Life
How To Keep A Toddler In Their Bed Without Losing Your Damn Mind
Every night for months and months, my daughter would climb out of her big girl bed and toddle over to her father and me. We'd put her back, soothing her and begging for her to sleep. It was a nightmare. We didn't know how to keep a toddler in bed, and it was pretty stressful — until we figured it out.
A toddler creeping out of their bed at night is as inevitable as them picking their nose in public. It will happen. If your child is able, at some point they will end up terrifying you by standing silently at the foot of your bed until you jerk awake. But how do you keep this from becoming a habit? Not only is the Children of the Corn routine bad for your sleep, it's bad for theirs too.
Unfortunately, there doesn't seem to be any one magical solution. While there are a ton of answers from experts online, there is no consensus. In fact, according to the "mom experts" at Childrens MD, who are also pediatricians with St. Louis Children’s Hospital and Washington University School of Medicine, "There is no right answer, no one way, no trick that works for every child. And someone somewhere will accuse you of being a bad parent, no matter how you handle your sleep-avoiding toddler."
There are a few commonalities in the advice, though, and I will admit, not all of them worked for us. The first is all about prevention. Children, especially toddlers, need regularity and routine. The Cleveland Clinic notes that the first thing parents need to do is establish a bedtime ritual and honor it. Do the same thing every night, going into bedtime with the same expectations to set yourselves up for success. "Children with consistent bedtimes are more likely to get sufficient sleep," according to the Cleveland Clinic. They suggest having an hour set aside each night for a wind-down period where you do calm bedtime activities with your toddler to put them in the right frame of mind for sleep. Think about baths, stories, tooth brushing, and even meditation.
Susete Pinto, a pediatric sleep consultant, tells Romper that a part of this routine should include setting expectations for the night. She says that parents should "have a bedtime checklist posted and set expectations with toddlers." Reviewing the bedtime checklist together helps toddlers understand what your expectations are. The checklist can be as simple as a few pictures, she says. This wasn't an easy fit for my family, though I have friends for whom this worked really well. I have severe ADHD, so repeated small tasks like these aren't always manageable in the long run for my brain.

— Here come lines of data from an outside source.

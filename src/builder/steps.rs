//! Configure, build and install steps.
//!
//! The pipeline only knows the [`StepRunner`] seam. [`CommandRunner`] is the
//! default implementation: it runs a shell command per step in the target's
//! working directory with output going to the step's log file.

use std::path::{Path, PathBuf};

use crate::core::target::{ProjectType, Step, Target};
use crate::util::errors::MixDownError;
use crate::util::process::{shell_quote, ProcessBuilder};
use crate::util::runlog::LogSink;

/// Runs one external step for a target.
pub trait StepRunner {
    fn run(&mut self, target: &Target, step: Step, log: &mut dyn LogSink)
        -> Result<(), MixDownError>;
}

/// Runs override or default shell commands.
#[derive(Debug, Clone)]
pub struct CommandRunner {
    install_dir: PathBuf,
}

impl CommandRunner {
    /// `install_dir` is used when a target has no install prefix of its own.
    pub fn new(install_dir: impl Into<PathBuf>) -> Self {
        CommandRunner {
            install_dir: install_dir.into(),
        }
    }

    fn prefix_for<'a>(&'a self, target: &'a Target) -> &'a Path {
        target.install_prefix().unwrap_or(&self.install_dir)
    }

    /// The shell command for `step`: the target's override if it has one,
    /// else the default for its project type.
    pub fn command_for(&self, target: &Target, step: Step) -> Result<String, MixDownError> {
        if let Some(command) = target.commands().for_step(step) {
            return Ok(command.to_string());
        }

        let prefix = shell_quote(&self.prefix_for(target).display().to_string());
        let command = match (target.project_type(), step) {
            (ProjectType::Autotools, Step::Configure) => {
                let configure = format!("./configure --prefix={}", prefix);
                if target.working_path().join("configure").is_file() {
                    configure
                } else {
                    format!("autoreconf -i && {}", configure)
                }
            }
            (ProjectType::CMake, Step::Configure) => {
                format!("cmake -DCMAKE_INSTALL_PREFIX={} .", prefix)
            }
            (ProjectType::Autotools | ProjectType::CMake, Step::Build) => "make".to_string(),
            (ProjectType::Autotools | ProjectType::CMake, Step::Install) => {
                "make install".to_string()
            }
            (project_type, step) => {
                return Err(MixDownError::CannotBuild {
                    target: target.name().to_string(),
                    step,
                    project_type,
                })
            }
        };
        Ok(command)
    }
}

impl StepRunner for CommandRunner {
    fn run(
        &mut self,
        target: &Target,
        step: Step,
        log: &mut dyn LogSink,
    ) -> Result<(), MixDownError> {
        let command = self.command_for(target, step)?;
        let scope = Some((target.name(), step));
        log.write_message(scope, &format!("Running: {}", command));
        tracing::debug!("{}: {}: `{}` in {}", target.name(), step.label(), command, target.working_path().display());

        let failed = |exit_code| MixDownError::StepFailed {
            target: target.name().to_string(),
            step,
            exit_code,
        };

        let status = ProcessBuilder::shell(&command)
            .cwd(target.working_path())
            .status_logged(log.step_output(target.name(), step))
            .map_err(|e| {
                log.write_message(scope, &format!("{:#}", e));
                failed(None)
            })?;

        if status.success() {
            Ok(())
        } else {
            Err(failed(status.code()))
        }
    }
}

#[cfg(test)]
mod tests {
    use super::*;
    use crate::core::target::{CommandOverrides, DiscoveredDependencies};
    use crate::test_support::MemoryLog;
    use tempfile::TempDir;

    fn inspected(dir: &Path, project_type: ProjectType) -> Target {
        let mut target = Target::new("pkg", dir.display().to_string());
        target.set_inspection(project_type, DiscoveredDependencies::NotApplicable);
        target
    }

    #[test]
    fn test_autotools_defaults() {
        let tmp = TempDir::new().unwrap();
        std::fs::write(tmp.path().join("configure"), "").unwrap();
        let target = inspected(tmp.path(), ProjectType::Autotools);
        let runner = CommandRunner::new("/opt/md");

        assert_eq!(
            runner.command_for(&target, Step::Configure).unwrap(),
            "./configure --prefix=/opt/md"
        );
        assert_eq!(runner.command_for(&target, Step::Build).unwrap(), "make");
        assert_eq!(
            runner.command_for(&target, Step::Install).unwrap(),
            "make install"
        );
    }

    #[test]
    fn test_autotools_without_configure_runs_autoreconf() {
        let tmp = TempDir::new().unwrap();
        std::fs::write(tmp.path().join("configure.ac"), "").unwrap();
        let target = inspected(tmp.path(), ProjectType::Autotools);

        let command = CommandRunner::new("/opt/md")
            .command_for(&target, Step::Configure)
            .unwrap();
        assert_eq!(command, "autoreconf -i && ./configure --prefix=/opt/md");
    }

    #[test]
    fn test_cmake_and_install_prefix() {
        let tmp = TempDir::new().unwrap();
        let mut target = inspected(tmp.path(), ProjectType::CMake);
        target.set_install_prefix("/opt/my prefix");

        let command = CommandRunner::new("/opt/md")
            .command_for(&target, Step::Configure)
            .unwrap();
        assert_eq!(command, "cmake -DCMAKE_INSTALL_PREFIX='/opt/my prefix' .");
    }

    #[test]
    fn test_unknown_without_override_cannot_build() {
        let tmp = TempDir::new().unwrap();
        let target = inspected(tmp.path(), ProjectType::Unknown);

        let err = CommandRunner::new("/opt/md")
            .command_for(&target, Step::Build)
            .unwrap_err();
        assert!(matches!(err, MixDownError::CannotBuild { step: Step::Build, .. }));
    }

    #[test]
    fn test_override_runs_in_working_dir() {
        let tmp = TempDir::new().unwrap();
        let target = Target::new("pkg", tmp.path().display().to_string()).with_commands(
            CommandOverrides {
                build: Some("echo built > out.txt".to_string()),
                ..Default::default()
            },
        );

        let mut log = MemoryLog::default();
        CommandRunner::new("/opt/md")
            .run(&target, Step::Build, &mut log)
            .unwrap();

        assert_eq!(
            std::fs::read_to_string(tmp.path().join("out.txt")).unwrap().trim(),
            "built"
        );
        assert!(log.messages.iter().any(|m| m.contains("Running: echo built")));
    }

    #[test]
    fn test_failing_command_reports_exit_code() {
        let tmp = TempDir::new().unwrap();
        let target = Target::new("pkg", tmp.path().display().to_string()).with_commands(
            CommandOverrides {
                configure: Some("exit 7".to_string()),
                ..Default::default()
            },
        );

        let err = CommandRunner::new("/opt/md")
            .run(&target, Step::Configure, &mut MemoryLog::default())
            .unwrap_err();
        assert_eq!(err.exit_code(), Some(7));
    }
}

The next step is to say goodnight quickly and leave the room. Just like saying bye-bye at daycare, it's best to have a clean break so that your child isn't tempted to make you dawdle. Rip off the Band-Aid and pour yourself a glass of something soothing.
Here's the hard part: They will get up. They will keep getting up. When they do, you don't ask them why they are up and you don't cuddle and coddle them. You just turn their fuzzy pajama-bootied butts back around and silently walk them to their bed and plant them back in it. "It is important to be firm but not mean in your instructions to your child that they must stay in their bed," pediatrician Dr. Jay Lovenheim of Lovenheim Pediatrics tells Romper. He notes that just like the quick goodnight, it needs to be a little bit ruthless, with limited interaction (no conversation, back rubs, playing, or story-telling).
This, I can tell you from experience, is not the time to go soft. Your kid will cry, tug on your clothes, throw themselves down on the floor, and scream bloody murder. And you cannot react. I agree, this isn't for everyone. I, for one, absolutely sucked at it, but I was exhausted, so I had my husband do it. As a cop, he's pretty good at the stony face (all the while I was dying inside). Then, it's just a matter of lather, rinse, repeat. Because how to keep a toddler in bed is basically the same as how you get a toddler to do anything — you just have to keep doing it.